NASA's Christina Koch just made history by breaking the record for longest single spaceflight by a female astronaut.
Koch returned to Earth on Thursday. The Soyuz capsule carrying Koch, commander Alexander Skvortsov of the Russian space agency Roscosmos and Luca Parmitano of the European Space Agency left the International Space Station at 12:50 a.m. EST and landed in Kazakhstan at 3:12 p.m. local time.
After touching down, Koch smiled and gave an ecstatic thumbs-up to the crowd. A support team then helped her out of the capsule and had her participate in a post-flight check-up. According to the Associated Press (via NBC News) Russian space officials said the crew was in good shape.
Koch spent 328 days in space.
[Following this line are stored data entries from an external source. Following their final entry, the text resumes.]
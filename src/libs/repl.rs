//! The interactive read-eval-print loop.
//!
//! Thin boundary around the dispatcher: it shows the prompt, reads one line
//! at a time, prints the resulting messages, and stops on `quit`/`exit`,
//! end of input, or an interrupted read. All command logic stays in
//! [`crate::commands::dispatch`].

use crate::commands::{self, Outcome};
use crate::libs::messages::Message;
use crate::msg_print;
use crate::store::tasks::TaskStore;
use anyhow::Result;
use std::io::{self, BufRead, Write};

const PROMPT: &str = "Enter command (type 'help' for options): ";

pub struct Repl {
    store: TaskStore,
}

impl Repl {
    pub fn new() -> Self {
        Repl { store: TaskStore::new() }
    }

    /// Runs the session loop until a quit command or end of input.
    pub fn run(&mut self) -> Result<()> {
        msg_print!(Message::Greeting);
        msg_print!(Message::GreetingHint);

        let stdin = io::stdin();
        let mut input = stdin.lock();

        loop {
            print!("{}", PROMPT);
            io::stdout().flush()?;

            let mut line = String::new();
            match input.read_line(&mut line) {
                // End of input and an interrupted read both end the session
                // the same way an explicit quit would.
                Ok(0) => {
                    msg_print!(Message::Farewell);
                    break;
                }
                Ok(_) => {}
                Err(e) if e.kind() == io::ErrorKind::Interrupted => {
                    msg_print!(Message::Farewell);
                    break;
                }
                Err(e) => return Err(e.into()),
            }

            let (messages, outcome) = commands::dispatch(&mut self.store, &line);
            for message in messages {
                msg_print!(message);
            }
            if outcome == Outcome::Quit {
                break;
            }
        }

        Ok(())
    }
}

impl Default for Repl {
    fn default() -> Self {
        Self::new()
    }
}
use crate::libs::messages::Message;
use crate::libs::parser;
use crate::store::tasks::TaskStore;

/// Removes a task. Its id is never allocated again.
pub fn cmd(store: &mut TaskStore, args: &[String]) -> Vec<Message> {
    if args.is_empty() {
        return vec![Message::MissingId("delete")];
    }

    let Some(id) = parser::parse_task_id(&args[0]) else {
        return vec![Message::InvalidIdFormat];
    };

    if store.delete(id) {
        vec![Message::TaskDeleted(id)]
    } else {
        vec![Message::TaskNotFound(id)]
    }
}
use crate::libs::messages::Message;
use crate::libs::view::View;
use crate::store::tasks::TaskStore;

/// Lists all tasks in insertion order, one rendered line each.
pub fn cmd(store: &TaskStore) -> Vec<Message> {
    let tasks = store.list();
    if tasks.is_empty() {
        return vec![Message::NoTasks];
    }

    tasks.into_iter().map(|task| Message::TaskLine(View::task(task))).collect()
}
She launched Mar. 14, 2019 alongside fellow astronauts Nick Hague and Alexey Ovchinin and was a part of Expeditions 59, 60 and 61. This marked her first flight into space.
"Koch's extended mission will provide researchers the opportunity to observe effects of long-duration spaceflight on a woman as the agency plans to return humans to the Moon under the Artemis program and prepare for human exploration of Mars," NASA stated in a release on its website.
In addition, the Expedition 61 crew contributed to hundreds of experiments in the areas of biology, Earth science, human research, physical sciences and technology development.
Koch also worked on several other NASA objectives.
"Supporting NASA's goals for future human landings on the Moon, Koch completed 5,248 orbits of the Earth and a journey of 139 million miles, roughly the equivalent of 291 trips to the Moon and back," NASA stated in a release. "She conducted six spacewalks during 11 months on orbit, including the first three all-woman spacewalks, spending 42 hours and 15 minutes outside the station. She witnessed the arrival of a dozen visiting spacecraft and the departure of another dozen."
The record was previously held by NASA astronaut Peggy Whitson, who spent 289 days in space. Scott Kelly holds the record for longest single spaceflight overall. He spent 340 days in space.